───── Data shown ─────
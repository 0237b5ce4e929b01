//! Record parsing for the two source schemas
//!
//! Record-level problems yield [`SkipRecord`]; a bad score field only blanks
//! that one score.

use serde_json::{Map, Value};

use crate::error::{MissingScore, SkipRecord};
use crate::fetcher::RawRecord;
use crate::models::{SatData, School};

pub const SCHOOL_NAME: &str = "school_name";
pub const OVERVIEW_PARAGRAPH: &str = "overview_paragraph";
pub const NUM_TEST_TAKERS: &str = "num_of_sat_test_takers";
pub const AVG_READING_SCORE: &str = "sat_critical_reading_avg_score";
pub const AVG_MATH_SCORE: &str = "sat_math_avg_score";
pub const AVG_WRITING_SCORE: &str = "sat_writing_avg_score";

/// Parse one element of the directory dataset
///
/// Both `school_name` and `overview_paragraph` must be strings. An empty
/// `overview_paragraph` means "no overview".
pub fn parse_directory_record(raw: &RawRecord) -> Result<School, SkipRecord> {
    let object = as_object(raw)?;
    let name = school_name(object)?;

    let overview = object
        .get(OVERVIEW_PARAGRAPH)
        .and_then(Value::as_str)
        .ok_or(SkipRecord::MissingField(OVERVIEW_PARAGRAPH))?;
    let overview = (!overview.is_empty()).then(|| overview.to_string());

    Ok(School::new(name).with_overview(overview))
}

/// Parse one element of the SAT dataset into its key and scores
pub fn parse_sat_record(raw: &RawRecord) -> Result<(String, SatData), SkipRecord> {
    let object = as_object(raw)?;
    let name = school_name(object)?;

    let sat_data = SatData {
        num_test_takers: score_or_none(object, NUM_TEST_TAKERS),
        avg_reading_score: score_or_none(object, AVG_READING_SCORE),
        avg_math_score: score_or_none(object, AVG_MATH_SCORE),
        avg_writing_score: score_or_none(object, AVG_WRITING_SCORE),
    };

    Ok((name, sat_data))
}

/// Parse a base-10 integer carried as a JSON string
///
/// The provider suppresses small cohorts with placeholders such as `"s"`.
pub fn parse_score(object: &Map<String, Value>, field: &'static str) -> Result<i32, MissingScore> {
    let text = match object.get(field) {
        None => {
            return Err(MissingScore {
                field,
                reason: "field missing".to_string(),
            })
        }
        Some(Value::String(text)) => text,
        Some(_) => {
            return Err(MissingScore {
                field,
                reason: "not a string".to_string(),
            })
        }
    };

    text.parse::<i32>().map_err(|e| MissingScore {
        field,
        reason: format!("'{}': {}", text, e),
    })
}

fn score_or_none(object: &Map<String, Value>, field: &'static str) -> Option<i32> {
    match parse_score(object, field) {
        Ok(score) => Some(score),
        Err(e) => {
            tracing::debug!("{}", e);
            None
        }
    }
}

fn as_object(raw: &RawRecord) -> Result<&Map<String, Value>, SkipRecord> {
    raw.as_object().ok_or(SkipRecord::NotAnObject)
}

fn school_name(object: &Map<String, Value>) -> Result<String, SkipRecord> {
    let name = object
        .get(SCHOOL_NAME)
        .and_then(Value::as_str)
        .ok_or(SkipRecord::MissingField(SCHOOL_NAME))?;

    if name.is_empty() {
        return Err(SkipRecord::EmptyField(SCHOOL_NAME));
    }

    Ok(name.to_string())
}
//! # NYC Schools Common Library
//!
//! Shared code for the school directory crates:
//! - Error type and result alias
//! - Configuration loading (TOML + environment overrides)
//! - Tracing subscriber setup

pub mod config;
pub mod error;
pub mod logging;

pub use error::{Error, Result};
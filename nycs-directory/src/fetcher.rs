//! JSON array fetcher
//!
//! One GET per call, full body read as text, parsed as a JSON array. No
//! retries and no caching at this layer; the caller decides what a failure
//! means.

use async_trait::async_trait;
use serde_json::Value;

use crate::error::FetchError;

pub const USER_AGENT: &str = concat!("nycs-directory/", env!("CARGO_PKG_VERSION"));

/// One untyped element of a fetched array
pub type RawRecord = Value;

/// Source of raw JSON records
#[async_trait]
pub trait JsonFetcher: Send + Sync {
    /// Fetch `url` and return the elements of its top-level JSON array
    async fn fetch(&self, url: &str) -> Result<Vec<RawRecord>, FetchError>;
}

/// reqwest-backed fetcher
pub struct HttpJsonFetcher {
    http_client: reqwest::Client,
}

impl HttpJsonFetcher {
    pub fn new() -> Result<Self, FetchError> {
        Self::with_user_agent(USER_AGENT)
    }

    pub fn with_user_agent(user_agent: &str) -> Result<Self, FetchError> {
        let http_client = reqwest::Client::builder()
            .user_agent(user_agent)
            .build()
            .map_err(|e| FetchError::NetworkError(e.to_string()))?;

        Ok(Self { http_client })
    }
}

#[async_trait]
impl JsonFetcher for HttpJsonFetcher {
    async fn fetch(&self, url: &str) -> Result<Vec<RawRecord>, FetchError> {
        tracing::debug!(url = %url, "Fetching JSON array");

        let response = self
            .http_client
            .get(url)
            .send()
            .await
            .map_err(|e| FetchError::NetworkError(e.to_string()))?;

        let status = response.status();
        if !status.is_success() {
            let error_text = response.text().await.unwrap_or_default();
            return Err(FetchError::HttpStatus(status.as_u16(), error_text));
        }

        let body = response
            .text()
            .await
            .map_err(|e| FetchError::NetworkError(e.to_string()))?;

        let records = parse_json_array(&body)?;

        tracing::info!(url = %url, records = records.len(), "Fetched JSON array");

        Ok(records)
    }
}

/// Parse a response body that must be a top-level JSON array
pub fn parse_json_array(body: &str) -> Result<Vec<RawRecord>, FetchError> {
    match serde_json::from_str::<Value>(body) {
        Ok(Value::Array(records)) => Ok(records),
        Ok(other) => Err(FetchError::ParseError(format!(
            "expected a JSON array, got {}",
            json_kind(&other)
        ))),
        Err(e) => Err(FetchError::ParseError(e.to_string())),
    }
}

fn json_kind(value: &Value) -> &'static str {
    match value {
        Value::Null => "null",
        Value::Bool(_) => "a boolean",
        Value::Number(_) => "a number",
        Value::String(_) => "a string",
        Value::Array(_) => "an array",
        Value::Object(_) => "an object",
    }
}
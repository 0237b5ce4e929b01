//! Test Helper Utilities
//!
//! Shared utilities for testing nycs-directory

#![allow(dead_code, unused_imports)]

pub mod log_capture;
pub mod mock_server;
pub mod scripted_fetcher;

pub use log_capture::{capture_logs, LogCapture};
pub use mock_server::{json_route, spawn_server, HitCounter};
pub use scripted_fetcher::{Scripted, ScriptedFetcher};

use nycs_common::config::SourceUrls;

pub const DIRECTORY_URL: &str = "mock://directory";
pub const SAT_URL: &str = "mock://sat";

pub fn mock_urls() -> SourceUrls {
    SourceUrls {
        directory_url: DIRECTORY_URL.to_string(),
        sat_url: SAT_URL.to_string(),
    }
}

/// Directory payload from the documented merge scenario
pub const SCENARIO_DIRECTORY: &str = r#"[
    {"school_name":"A","overview_paragraph":"desc"},
    {"school_name":"B","overview_paragraph":""}
]"#;

/// SAT payload from the documented merge scenario
pub const SCENARIO_SAT: &str = r#"[
    {"school_name":"A","num_of_sat_test_takers":"100","sat_math_avg_score":"550"},
    {"school_name":"C","sat_math_avg_score":"600"}
]"#;

pub fn json_records(body: &str) -> Vec<serde_json::Value> {
    nycs_directory::fetcher::parse_json_array(body).unwrap()
}
//! Error types for nycs-directory
//!
//! Failures are layered by how far they may travel:
//! - [`FetchError`]: batch-level, aborts initialization
//! - [`SkipRecord`]: record-level, the record is dropped
//! - [`MissingScore`]: field-level, the score is left absent
//! - [`InitError`]: the single failure outcome seen by controller callers

use std::fmt;
use thiserror::Error;

/// Fetcher errors
#[derive(Debug, Error)]
pub enum FetchError {
    /// Connection failed, timed out or the body could not be read
    #[error("Network error: {0}")]
    NetworkError(String),

    /// Server answered with a non-success status
    #[error("HTTP error {0}: {1}")]
    HttpStatus(u16, String),

    /// Body is not valid JSON or not a JSON array
    #[error("Parse error: {0}")]
    ParseError(String),
}

impl FetchError {
    /// Transport-level failure (as opposed to a bad body)
    pub fn is_network(&self) -> bool {
        matches!(self, FetchError::NetworkError(_) | FetchError::HttpStatus(..))
    }
}

/// One array element could not be turned into a record
#[derive(Debug, Clone, PartialEq, Eq, Error)]
pub enum SkipRecord {
    #[error("record is not a JSON object")]
    NotAnObject,

    #[error("missing or non-string field '{0}'")]
    MissingField(&'static str),

    #[error("field '{0}' is empty")]
    EmptyField(&'static str),
}

/// One score field could not be parsed as an integer
#[derive(Debug, Clone, PartialEq, Eq, Error)]
#[error("score '{field}' unavailable: {reason}")]
pub struct MissingScore {
    pub field: &'static str,
    pub reason: String,
}

/// Which step of initialization a failure came from
#[derive(Debug, Clone, Copy, PartialEq, Eq)]
pub enum SourceKind {
    Directory,
    Sat,
    /// Neither fetch: the sequence could not start or was torn down
    Controller,
}

impl fmt::Display for SourceKind {
    fn fmt(&self, f: &mut fmt::Formatter<'_>) -> fmt::Result {
        match self {
            SourceKind::Directory => write!(f, "directory"),
            SourceKind::Sat => write!(f, "SAT"),
            SourceKind::Controller => write!(f, "controller"),
        }
    }
}

/// Initialization failure recorded by the controller
///
/// Cloneable so the memoized outcome can be handed to every caller.
#[derive(Debug, Clone, PartialEq, Eq)]
pub struct InitError {
    pub source_kind: SourceKind,
    /// True when the underlying failure was transport-level
    pub network: bool,
    pub message: String,
}

impl InitError {
    pub fn from_fetch(source_kind: SourceKind, err: &FetchError) -> Self {
        Self {
            source_kind,
            network: err.is_network(),
            message: err.to_string(),
        }
    }

    /// The sequence stopped during `source_kind` without an outcome
    pub(crate) fn aborted(source_kind: SourceKind, message: impl Into<String>) -> Self {
        Self {
            source_kind,
            network: false,
            message: message.into(),
        }
    }
}

impl fmt::Display for InitError {
    fn fmt(&self, f: &mut fmt::Formatter<'_>) -> fmt::Result {
        match self.source_kind {
            SourceKind::Controller => write!(f, "initialization aborted: {}", self.message),
            kind => write!(f, "failed to load {} data: {}", kind, self.message),
        }
    }
}

impl std::error::Error for InitError {}
//! In-process JsonFetcher with canned responses

use async_trait::async_trait;
use nycs_directory::{FetchError, JsonFetcher, RawRecord};
use std::collections::HashMap;
use std::sync::Mutex;
use std::time::Duration;

/// Canned response for one URL
#[derive(Debug, Clone)]
pub enum Scripted {
    Records(Vec<RawRecord>),
    NetworkFailure(String),
    ParseFailure(String),
}

/// Fetcher that records every URL it is asked for
#[derive(Default)]
pub struct ScriptedFetcher {
    responses: HashMap<String, Scripted>,
    delay: Option<Duration>,
    calls: Mutex<Vec<String>>,
}

impl ScriptedFetcher {
    pub fn new() -> Self {
        Self::default()
    }

    pub fn respond(mut self, url: &str, response: Scripted) -> Self {
        self.responses.insert(url.to_string(), response);
        self
    }

    /// Sleep before answering, to keep the first fetch in flight
    pub fn with_delay(mut self, delay: Duration) -> Self {
        self.delay = Some(delay);
        self
    }

    pub fn calls(&self) -> Vec<String> {
        self.calls.lock().unwrap().clone()
    }
}

#[async_trait]
impl JsonFetcher for ScriptedFetcher {
    async fn fetch(&self, url: &str) -> Result<Vec<RawRecord>, FetchError> {
        self.calls.lock().unwrap().push(url.to_string());

        if let Some(delay) = self.delay {
            tokio::time::sleep(delay).await;
        }

        match self.responses.get(url) {
            Some(Scripted::Records(records)) => Ok(records.clone()),
            Some(Scripted::NetworkFailure(msg)) => Err(FetchError::NetworkError(msg.clone())),
            Some(Scripted::ParseFailure(msg)) => Err(FetchError::ParseError(msg.clone())),
            None => Err(FetchError::HttpStatus(404, format!("no script for {}", url))),
        }
    }
}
─────
### Your goal
Across the listing above, in how many lines does the string "HttpStatus" occur? Give the number only.

### Answer to this problem
4